Protected drug rings operate in Lanao del Sur

More than P100 million worth of shabu is reportedly being circulated in Marawi City and in nearby Lanao del Sur towns monthly. Philstar.com/File photo

MARAWI CITY, Philippines - The August 14 rape-slay of a Maranaw girl who was burned after having been molested was just one about a hundred gruesome incidents here involving drug addicts in the past eight years.

Sources from the religious community, among them employees of the state-run Mindanao State University (MSU) here, said the city is now one of Mindanao’s major transshipment areas for methamphetamine hydrochloride, most known as shabu.

Circulating stories suggest that more than P100 million worth of shabu is being circulated here and in nearby Lanao del Sur towns monthly by big drug rings, who are enjoying protection from local officials.
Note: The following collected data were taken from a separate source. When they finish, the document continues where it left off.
//! OpenSSH public key lines (`<algorithm> <base64> [comment]`)

use base64::{
    engine::general_purpose::{STANDARD, STANDARD_NO_PAD},
    Engine as _,
};
use sha2::{Digest, Sha256};

use super::wire::SshReader;
use crate::error::{Result, SshKeyError};

/// Render a public key line. An empty comment is omitted entirely.
pub fn format_line(algorithm: &str, blob: &[u8], comment: &str) -> String {
    let encoded = STANDARD.encode(blob);
    if comment.is_empty() {
        format!("{} {}", algorithm, encoded)
    } else {
        format!("{} {} {}", algorithm, encoded, comment)
    }
}

/// SHA256 fingerprint of a public key blob, in the form `ssh-keygen -l` prints
pub fn fingerprint_sha256(blob: &[u8]) -> String {
    let digest = Sha256::digest(blob);
    format!("SHA256:{}", STANDARD_NO_PAD.encode(digest))
}

/// A parsed public key line
#[derive(Debug, Clone, PartialEq, Eq)]
pub struct PublicKeyLine {
    pub algorithm: String,
    pub blob: Vec<u8>,
    pub comment: String,
}

impl PublicKeyLine {
    /// Parse `<algorithm> <base64> [comment]`.
    /// The comment is everything after the blob and may contain spaces.
    pub fn parse(line: &str) -> Result<Self> {
        let line = line.trim();
        if line.is_empty() {
            return Err(SshKeyError::InvalidPublicKey("empty".into()));
        }

        let mut parts = line.splitn(3, char::is_whitespace);
        let algorithm = parts.next().unwrap_or_default();
        let encoded = parts
            .next()
            .ok_or_else(|| SshKeyError::InvalidPublicKey("missing key data".into()))?;
        let comment = parts.next().map(str::trim).unwrap_or_default();

        let blob = STANDARD.decode(encoded.trim())?;

        // The blob repeats the algorithm as its first string
        let embedded = SshReader::new(&blob).read_string()?;
        if embedded != algorithm {
            return Err(SshKeyError::InvalidPublicKey(format!(
                "key data is {} but line says {}",
                embedded, algorithm
            )));
        }

        Ok(Self {
            algorithm: algorithm.to_string(),
            blob,
            comment: comment.to_string(),
        })
    }

    pub fn fingerprint(&self) -> String {
        fingerprint_sha256(&self.blob)
    }
}

impl std::fmt::Display for PublicKeyLine {
    fn fmt(&self, f: &mut std::fmt::Formatter<'_>) -> std::fmt::Result {
        f.write_str(&format_line(&self.algorithm, &self.blob, &self.comment))
    }
}
//! Key generation capability and secret buffers
//!
//! This module provides:
//! - The `KeyGenerator` seam the OpenSSH encoders are fed from
//! - A system generator using Ed25519 (`ed25519-dalek`) and RSA (`rsa`)
//! - Zeroizing storage for exported private key material

mod keys;
mod secure_bytes;

pub use keys::{Generated, KeyAlgorithm, KeyGenerator, RawKeyPair, SystemKeyGenerator};
pub use secure_bytes::SecureBytes;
Jabbar Macacua, Elias Pimping, Salman Udag and Jalil Sani, who all admitted their involvement in the brutal gang rape and murder of the Maranaw girl following their arrest, are known drug dependents.

One of them is a relative of a notorious henchman of an influential local official, who was implicated in various criminal offenses.

The person was even charged by the military at the central office of the Department of Justice (DOJ) for having masterminded the ambush in the city over a year ago of soldiers in retaliation for the death of a relative, a certain Gamal, who was killed in a military-police anti-narcotics operation.

An MSU professor was earlier killed and burned in a daring attack in the city by a group identified with one of the drug syndicates here.

Army intelligence sources said the killers of the professor and the four men who raped and killed a Maranaw girl last August 14 belong to the same band of criminals being coddled by the local official.

“Among the four rapists is a cousin of the person who was earlier charged at the DOJ for the ambush of soldiers in Marawi City,” said one of the sources.

“Shabu is being sold here like ordinary vegetables,” said a source from the local police.

A cleric, who asked not to be identified for security reasons, said there are even drug dealers selling shabu within the immediate peripheries of mosques in the city and nearby towns.

“The city government of Marawi is not doing anything to stop the problem,” said one of the preachers, who shared information on condition of anonymity.